PDF(Pubmed)
Abstract:
BACKGROUND: Large language models (LLMs) have the potential to support promising new applications in health informatics. However, practical data on sample size considerations for fine-tuning LLMs to perform specific tasks in biomedical and health policy contexts are lacking.
OBJECTIVE: This study aims to evaluate sample size and sample selection techniques for fine-tuning LLMs to support improved named entity recognition (NER) for a custom data set of conflicts of interest disclosure statements.
METHODS: A random sample of 200 disclosure statements was prepared for annotation.

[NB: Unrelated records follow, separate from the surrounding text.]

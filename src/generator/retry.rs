//! Bounded retries around a generator.

use std::sync::Arc;

use async_trait::async_trait;

use crate::config::GeneratorConfig;
use crate::generator::{DiagnosisGenerator, GeneratedDiagnosis, GenerationError, GenerationRequest};
use crate::observability::metrics;
use crate::resilience::Backoff;

/// Retries `UpstreamUnavailable` up to `max_attempts` total attempts.
/// Malformed output is returned immediately.
#[derive(Clone)]
pub struct RetryingGenerator {
    inner: Arc<dyn DiagnosisGenerator>,
    max_attempts: u32,
    backoff: Backoff,
}

impl RetryingGenerator {
    pub fn new(inner: Arc<dyn DiagnosisGenerator>, max_attempts: u32, backoff: Backoff) -> Self {
        Self {
            inner,
            max_attempts: max_attempts.max(1),
            backoff,
        }
    }

    pub fn from_config(inner: Arc<dyn DiagnosisGenerator>, config: &GeneratorConfig) -> Self {
        Self::new(
            inner,
            config.max_attempts,
            Backoff::new(config.base_delay_ms, config.max_delay_ms),
        )
    }
}

#[async_trait]
impl DiagnosisGenerator for RetryingGenerator {
    async fn generate(&self, request: &GenerationRequest) -> Result<GeneratedDiagnosis, GenerationError> {
        let mut attempt = 0;
        loop {
            attempt += 1;
            match self.inner.generate(request).await {
                Ok(diagnosis) => {
                    metrics::record_generation_attempt("success");
                    return Ok(diagnosis);
                }
                Err(e) => {
                    metrics::record_generation_attempt(e.kind());
                    if !e.is_retryable() || attempt >= self.max_attempts {
                        tracing::error!(
                            request_id = %request.request_id,
                            attempt,
                            error = %e,
                            "Diagnosis generation failed"
                        );
                        return Err(e);
                    }

                    let delay = self.backoff.delay(attempt);
                    tracing::warn!(
                        request_id = %request.request_id,
                        attempt,
                        delay = ?delay,
                        error = %e,
                        "Retrying diagnosis generation"
                    );
                    tokio::time::sleep(delay).await;
                }
            }
        }
    }

    async fn health_check(&self) -> Result<(), GenerationError> {
        self.inner.health_check().await
    }
}

#[cfg(test)]
mod tests {
    use super::*;
    use crate::generator::{Intake, PossibleDiagnosis};
    use crate::intake::{DiagnosisRequest, Severity};
    use std::sync::Mutex;

    /// Replays scripted results, then keeps returning the last one.
    struct Scripted {
        results: Mutex<Vec<Result<GeneratedDiagnosis, GenerationError>>>,
        calls: Mutex<u32>,
    }

    impl Scripted {
        fn new(mut results: Vec<Result<GeneratedDiagnosis, GenerationError>>) -> Arc<Self> {
            results.reverse();
            Arc::new(Self {
                results: Mutex::new(results),
                calls: Mutex::new(0),
            })
        }

        fn calls(&self) -> u32 {
            *self.calls.lock().unwrap()
        }
    }

    #[async_trait]
    impl DiagnosisGenerator for Scripted {
        async fn generate(&self, _request: &GenerationRequest) -> Result<GeneratedDiagnosis, GenerationError> {
            *self.calls.lock().unwrap() += 1;
            let mut results = self.results.lock().unwrap();
            if results.len() > 1 {
                results.pop().unwrap()
            } else {
                results[0].clone()
            }
        }
    }

    fn ok() -> Result<GeneratedDiagnosis, GenerationError> {
        Ok(GeneratedDiagnosis {
            possible_diagnoses: vec![PossibleDiagnosis {
                name: "Dysmenorrhea".to_string(),
                confidence_score: 0.7,
                description: None,
            }],
            suggestions: vec![],
            clinical_reasoning: String::new(),
            differential_considerations: vec![],
            recommended_investigations: vec![],
            patient_education: vec![],
            confidence_score: 0.7,
        })
    }

    fn down() -> Result<GeneratedDiagnosis, GenerationError> {
        Err(GenerationError::UpstreamUnavailable("connection reset".to_string()))
    }

    fn request() -> GenerationRequest {
        GenerationRequest {
            request_id: "req-retry".to_string(),
            intake: Intake::Simple(DiagnosisRequest {
                symptoms: vec!["painful periods".to_string()],
                patient_age: 22,
                severity_level: Severity::Mild,
                duration: "1 day".to_string(),
                onset: None,
                progression: None,
            }),
        }
    }

    #[tokio::test]
    async fn test_recovers_after_transient_failures() {
        let inner = Scripted::new(vec![down(), down(), ok()]);
        let generator = RetryingGenerator::new(inner.clone(), 3, Backoff::new(1, 5));

        assert!(generator.generate(&request()).await.is_ok());
        assert_eq!(inner.calls(), 3);
    }

    #[tokio::test]
    async fn test_attempts_are_bounded() {
        let inner = Scripted::new(vec![down()]);
        let generator = RetryingGenerator::new(inner.clone(), 3, Backoff::new(1, 5));

        let err = generator.generate(&request()).await.unwrap_err();
        assert!(err.is_retryable());
        assert_eq!(inner.calls(), 3);
    }

    #[tokio::test]
    async fn test_malformed_output_is_not_retried() {
        let inner = Scripted::new(vec![Err(GenerationError::UpstreamMalformedOutput("not json".to_string()))]);
        let generator = RetryingGenerator::new(inner.clone(), 5, Backoff::new(1, 5));

        assert!(generator.generate(&request()).await.is_err());
        assert_eq!(inner.calls(), 1);
    }
}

All \"PERSON\" and \"ORG\" entities were identified by each of the 2 raters, and once appropriate agreement was established, the annotators independently annotated an additional 290 disclosure statements. From the 490 annotated documents, 2500 stratified random samples in different size ranges were drawn. The 2500 training set subsamples were used to fine-tune a selection of language models across 2 model architectures (Bidirectional Encoder Representations from Transformers [BERT] and Generative Pre-trained Transformer [GPT]) for improved NER, and multiple regression was used to assess the relationship between sample size (sentences), entity density (entities per sentence [EPS]), and trained model performance (F1-score). Additionally, single-predictor threshold regression models were used to evaluate the possibility of diminishing marginal returns from increased sample size or entity density.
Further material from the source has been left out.